Alex Beal's 🆎 blog - Expanding Regular Expressions with LogicT

Below is code from a previous post on expanding regular expressions. The way it handles non-terminating regular expressions is not optimal. Can you spot the issue? (Hint: the issue is not that it doesn’t terminate.)

-- The regex AST
data Regex = Lit Char           -- Character literals
           | Empty              -- The empty string
           | Concat Regex Regex -- Concatenation of two regexs
           | Alt Regex Regex    -- Choice between two regexs
           | Kleene Regex       -- The Kleene star

produceAll :: Regex -> [String]
produceAll (Lit s) = return [s]
produceAll Empty = return ""
produceAll (Concat r1 r2) = do
  a <- produceAll r1
  b <- produceAll r2
  return (a ++ b)
produceAll (Alt r1 r2) = produceAll r1 ++ produceAll r2
produceAll (Kleene r) = do
  let concats = (fmap (\i -> foldr Concat Empty (replicate i r)) [0..])
  let expandedKleene = foldr Alt Empty concats
  produceAll expandedKleene

The issue is that expansion happens in an undesirable way when concatenation and alternatives are combined with non-terminating expressions. Here are two examples to illustrate:

Alternatives are explored from left to right. If I have the regex a*|b, the a* alternative is expanded until exhaustion. Because a* is never exhausted, b is never expanded.¹
Concatenations are explored by expanding the left branch until the first success and then exhausting the right branch. If I have regex (a|b)c*, (a|b) is expanded until the first success yielding a, then c* is expanded until exhaustion. Because c* is never exhausted, b is never explored.²

We can observe this behavior by running a*|b and (a|b)c* against the interpreter:

-- a*|b
> take 10 $ produceAll (Alt (Kleene (Lit 'a')) (Lit 'b'))
["","a","aa","aaa","aaaa","aaaaa","aaaaaa","aaaaaaa","aaaaaaaa","aaaaaaaaa"]

-- (a|b)c*
> take 10 $ produceAll (Concat (Alt (Lit 'a') (Lit 'b')) (Kleene (Lit 'c')) )
["a","ac","acc","accc","acccc","accccc","acccccc","accccccc","acccccccc","accccccccc"]

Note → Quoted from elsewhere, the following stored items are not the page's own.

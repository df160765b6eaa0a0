//! Application core: event loop, screen management, action dispatch.

use std::collections::HashMap;
use std::sync::Arc;

use color_eyre::eyre::Result;
use crossterm::event::{KeyCode, KeyEvent, KeyModifiers};
use ratatui::{
    Frame,
    layout::{Constraint, Layout, Rect},
    style::Style,
    text::{Line, Span},
    widgets::{Block, BorderType, Borders, Paragraph, Tabs},
};
use tokio::sync::mpsc;
use tokio_util::sync::CancellationToken;
use tracing::{debug, info};

use firewatch_core::{Dashboard, ViewModel};

use crate::action::{Action, TopicInput};
use crate::component::Component;
use crate::data_bridge::spawn_data_bridge;
use crate::event::{Event, EventRates, EventReader};
use crate::screen::ScreenId;
use crate::screens::create_screens;
use crate::theme;
use crate::tui::TerminalSession;

/// Top-level application state and event loop.
pub struct App {
    dashboard: Dashboard,
    /// Current active screen.
    active_screen: ScreenId,
    /// Previous screen for GoBack.
    previous_screen: Option<ScreenId>,
    /// All screen components, keyed by ScreenId.
    screens: HashMap<ScreenId, Box<dyn Component>>,
    /// Whether the app should keep running.
    running: bool,
    /// Help overlay visibility.
    help_visible: bool,
    /// Latest view model, for the status bar and busy checks.
    view: Option<Arc<ViewModel>>,
    /// Action sender: the bridge and components dispatch through this.
    action_tx: mpsc::UnboundedSender<Action>,
    /// Action receiver: main loop drains this.
    action_rx: mpsc::UnboundedReceiver<Action>,
}

impl App {
    pub fn new(dashboard: Dashboard) -> Self {
        let (action_tx, action_rx) = mpsc::unbounded_channel();

        let screens: HashMap<ScreenId, Box<dyn Component>> =
            create_screens().into_iter().collect();

        Self {
            dashboard,
            active_screen: ScreenId::Dashboard,
            previous_screen: None,
            screens,
            running: true,
            help_visible: false,
            view: None,
            action_tx,
            action_rx,
        }
    }

    /// Run the main event loop, then tear the dashboard down.
    pub async fn run(&mut self) -> Result<()> {
        let mut session = TerminalSession::enter()?;

        if let Some(screen) = self.screens.get_mut(&self.active_screen) {
            screen.set_focused(true);
        }

        // Input pump and data bridge both stop on this token
        let shutdown = CancellationToken::new();
        let bridge = tokio::spawn(spawn_data_bridge(
            self.dashboard.clone(),
            self.action_tx.clone(),
            shutdown.child_token(),
        ));
        let mut events = EventReader::spawn(EventRates::default(), shutdown.child_token());

        info!(url = %self.dashboard.config().url, "TUI event loop started");
        let result = self.event_loop(&mut session, &mut events).await;

        shutdown.cancel();
        let _ = bridge.await;
        self.dashboard.shutdown().await;
        drop(session);
        info!("TUI event loop ended");
        result
    }

    async fn event_loop(
        &mut self,
        session: &mut TerminalSession,
        events: &mut EventReader,
    ) -> Result<()> {
        while self.running {
            let Some(event) = events.next().await else {
                break;
            };

            match event {
                Event::Key(key) => {
                    if let Some(action) = self.handle_key_event(key)? {
                        self.action_tx.send(action)?;
                    }
                }
                Event::Resize(w, h) => self.action_tx.send(Action::Resize(w, h))?,
                Event::Pulse => self.action_tx.send(Action::Pulse)?,
                Event::Frame => self.action_tx.send(Action::Redraw)?,
                Event::InputClosed => {
                    debug!("terminal input closed");
                    self.action_tx.send(Action::Quit)?;
                }
            }

            // Drain everything queued, drawing whenever a frame was due
            while let Ok(action) = self.action_rx.try_recv() {
                self.process_action(&action).await?;

                if let Action::Redraw = action {
                    session.draw(|frame| self.render(frame))?;
                }
            }
        }
        Ok(())
    }

    /// Map a key event to an action. Global keys are handled here;
    /// screen-specific keys are delegated to the active screen component.
    fn handle_key_event(&mut self, key: KeyEvent) -> Result<Option<Action>> {
        if self.help_visible {
            return match key.code {
                KeyCode::Esc | KeyCode::Char('?') => Ok(Some(Action::ToggleHelp)),
                _ => Ok(None),
            };
        }

        // Bindings that never collide with text input
        match (key.modifiers, key.code) {
            (KeyModifiers::CONTROL, KeyCode::Char('c')) => return Ok(Some(Action::Quit)),
            (KeyModifiers::CONTROL, KeyCode::Char('t')) => {
                return Ok(Some(Action::SendTestNotification));
            }
            (KeyModifiers::NONE, KeyCode::Tab) | (KeyModifiers::SHIFT, KeyCode::BackTab) => {
                return Ok(Some(Action::SwitchScreen(self.active_screen.other())));
            }
            (KeyModifiers::NONE, KeyCode::Esc) => return Ok(Some(Action::GoBack)),
            _ => {}
        }

        let Some(screen) = self.screens.get_mut(&self.active_screen) else {
            return Ok(None);
        };

        // Single-letter globals yield to a focused text field
        if !screen.captures_text() && key.modifiers == KeyModifiers::NONE {
            match key.code {
                KeyCode::Char('q') => return Ok(Some(Action::Quit)),
                KeyCode::Char('?') => return Ok(Some(Action::ToggleHelp)),
                KeyCode::Char(',') => {
                    return Ok(Some(Action::SwitchScreen(self.active_screen.other())));
                }
                KeyCode::Char(c) => {
                    if let Some(id) = ScreenId::from_hotkey(c) {
                        return Ok(Some(Action::SwitchScreen(id)));
                    }
                }
                _ => {}
            }
        }

        screen.handle_key_event(key)
    }

    /// Process a single action: update app state, call into the dashboard,
    /// and propagate to components.
    async fn process_action(&mut self, action: &Action) -> Result<()> {
        match action {
            Action::Quit => {
                self.running = false;
            }

            Action::SwitchScreen(target) => self.switch_screen(*target),

            Action::GoBack => {
                let target = self.previous_screen.take().unwrap_or(ScreenId::Dashboard);
                self.switch_screen(target);
            }

            Action::ToggleHelp => {
                self.help_visible = !self.help_visible;
            }

            Action::ViewUpdated(view) => {
                self.view = Some(Arc::clone(view));
                self.broadcast(action)?;
            }

            Action::Pulse => self.broadcast(action)?,

            Action::TopicInput(input) => match input {
                TopicInput::Push(c) => self.dashboard.edit_settings(|s| s.topic.push(*c)),
                TopicInput::Backspace => self.dashboard.edit_settings(|s| {
                    s.topic.pop();
                }),
                TopicInput::Clear => self.dashboard.set_topic(String::new()),
            },

            Action::ToggleEnabled => self.dashboard.toggle_enabled(),

            Action::SaveSettings => {
                if self.view.as_ref().is_some_and(|v| v.settings.saving) {
                    debug!("save already in flight");
                } else {
                    self.dashboard.request_save().await;
                }
            }

            Action::SendTestNotification => {
                if self.dashboard.test_in_flight() {
                    debug!("test notification already in flight");
                } else {
                    self.dashboard.request_test_notification().await;
                }
            }

            // Drawn by the main loop; size is re-read on draw
            Action::Redraw | Action::Resize(..) => {}
        }

        Ok(())
    }

    fn switch_screen(&mut self, target: ScreenId) {
        if target == self.active_screen {
            return;
        }
        debug!("switching screen: {} → {}", self.active_screen, target);
        if let Some(screen) = self.screens.get_mut(&self.active_screen) {
            screen.set_focused(false);
        }
        self.previous_screen = Some(self.active_screen);
        self.active_screen = target;
        if let Some(screen) = self.screens.get_mut(&self.active_screen) {
            screen.set_focused(true);
        }
    }

    /// Data and ticks go to every screen so a background screen is current
    /// the moment it is shown.
    fn broadcast(&mut self, action: &Action) -> Result<()> {
        for screen in self.screens.values_mut() {
            if let Some(follow_up) = screen.update(action)? {
                self.action_tx.send(follow_up)?;
            }
        }
        Ok(())
    }

    // ── Rendering ────────────────────────────────────────────────────

    /// Render the full application frame.
    fn render(&self, frame: &mut Frame) {
        let area = frame.area();

        let [content_area, tab_area, status_area] = Layout::vertical([
            Constraint::Min(1),    // Screen content
            Constraint::Length(1), // Tab bar
            Constraint::Length(1), // Status bar
        ])
        .areas(area);

        if let Some(screen) = self.screens.get(&self.active_screen) {
            screen.render(frame, content_area);
        }

        self.render_tab_bar(frame, tab_area);
        self.render_status_bar(frame, status_area);

        if self.help_visible {
            Self::render_help_overlay(frame, area);
        }
    }

    fn render_tab_bar(&self, frame: &mut Frame, area: Rect) {
        let titles: Vec<Line> = ScreenId::ALL
            .iter()
            .map(|&id| {
                let style = if id == self.active_screen {
                    theme::tab_active()
                } else {
                    theme::tab_inactive()
                };
                Line::from(Span::styled(
                    format!(" {} {} ", id.hotkey(), id.label()),
                    style,
                ))
            })
            .collect();

        let tabs = Tabs::new(titles)
            .divider(Span::styled(" ", theme::key_hint()))
            .select(
                ScreenId::ALL
                    .iter()
                    .position(|&s| s == self.active_screen)
                    .unwrap_or(0),
            );

        frame.render_widget(tabs, area);
    }

    /// Connection indicator, the transient message, and key hints.
    fn render_status_bar(&self, frame: &mut Frame, area: Rect) {
        let mut spans = vec![Span::raw(" ")];

        if let Some(ref view) = self.view {
            let (text, colour) = theme::connection_indicator(&view.connection);
            spans.push(Span::styled(text, Style::default().fg(colour)));

            if let Some(ref message) = view.message {
                spans.push(Span::styled(" │ ", theme::key_hint()));
                spans.push(Span::styled(
                    message.text.clone(),
                    theme::message_style(message.kind),
                ));
            }
        }

        spans.push(Span::styled(
            " │ t test  , settings  ? help  q quit",
            theme::key_hint(),
        ));

        frame.render_widget(Paragraph::new(Line::from(spans)), area);
    }

    fn render_help_overlay(frame: &mut Frame, area: Rect) {
        let help_width = 52u16.min(area.width.saturating_sub(4));
        let help_height = 16u16.min(area.height.saturating_sub(4));

        let x = (area.width.saturating_sub(help_width)) / 2;
        let y = (area.height.saturating_sub(help_height)) / 2;
        let help_area = Rect::new(area.x + x, area.y + y, help_width, help_height);

        let block = Block::default()
            .title(" Keyboard Shortcuts ")
            .title_style(theme::title_style())
            .borders(Borders::ALL)
            .border_type(BorderType::Rounded)
            .border_style(theme::border_focused())
            .style(Style::default().bg(theme::BG_DARK));

        let inner = block.inner(help_area);
        frame.render_widget(block, help_area);

        let entry = |keys: &'static str, what: &'static str| {
            Line::from(vec![
                Span::styled(format!("  {keys:<12}"), theme::key_hint_key()),
                Span::styled(what, theme::key_hint()),
            ])
        };

        let help_text = vec![
            Line::from(""),
            entry("1-2 Tab ,", "Switch screen"),
            entry("Esc", "Back / close"),
            entry("t  Ctrl+t", "Send test notification"),
            entry("j/k ↑/↓", "Scroll detections / move field"),
            entry("Enter", "Save settings"),
            entry("Space", "Toggle notifications"),
            entry("Ctrl+u", "Clear topic"),
            entry("q  Ctrl+c", "Quit"),
            Line::from(""),
            Line::from(Span::styled("  Esc or ? to close", theme::key_hint())),
        ];

        frame.render_widget(Paragraph::new(help_text), inner);
    }
}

So a*|b only expands a* and (a|b)c* only expands ac*.

A better implementation would alternate expanding each branch no matter if one was non-terminating.

To understand where this undesirable behavior comes from, let’s examine the the Alt and Concat cases in the interpreter, starting with the Alt case:

produceAll (Alt r1 r2) = produceAll r1 ++ produceAll r2

It’s straightforward to see that if produceAll r1 doesn’t terminate, produceAll r2 is never evaluated.³

Now the Concat case:

produceAll (Concat r1 r2) =
  a <- produceAll r1
  b <- produceAll r2
  return (a ++ b)

This is harder to see. Essentially what happens is that the first result of produceAll r1 is concatenated to all the results of produceAll r2, but because r2 is never exhausted, the interpreter never proceeds past the first expansion of r1. It might be helpful to think of this as two nested loops, where the inner loop is never exhausted.⁴

What’s the solution? LogicT was designed to address precisely this issue. Kiselyov, Shan, and Friedman write:

Most existing backtracking monad transformers, including the ones presented by Hinze, suffer from three deficiencies in practical use: unfairness, confounding negation with pruning, and a limited ability to collect and operate on the final answers of a non-deterministic computation. First, the straightforward depth-first search performed by most implementations of MonadPlus is not fair: a non-deterministic choice between two alternatives tries every solution from the first alternative before any solution from the second alternative. When the first alternative offers an infinite number of solutions, the second alternative is never tried, making the search incomplete. […] Our contribution in this regard is to implement fair disjunctions and conjunctions in monad transformers and using control operators and continuations.⁵

Alt corresponds to the disjunction case: Alt r1 r2 produces either r1 or r2. This case is unfair in the interpreter because it inherits the unfair semantics of the (++) operator. Concat corresponds to the conjunction case: Concat r1 r2 produces r1 and r2, conjoined as a single result. This case is unfair in the interpreter because it inherits the unfair semantics of the (>>=) operator on List.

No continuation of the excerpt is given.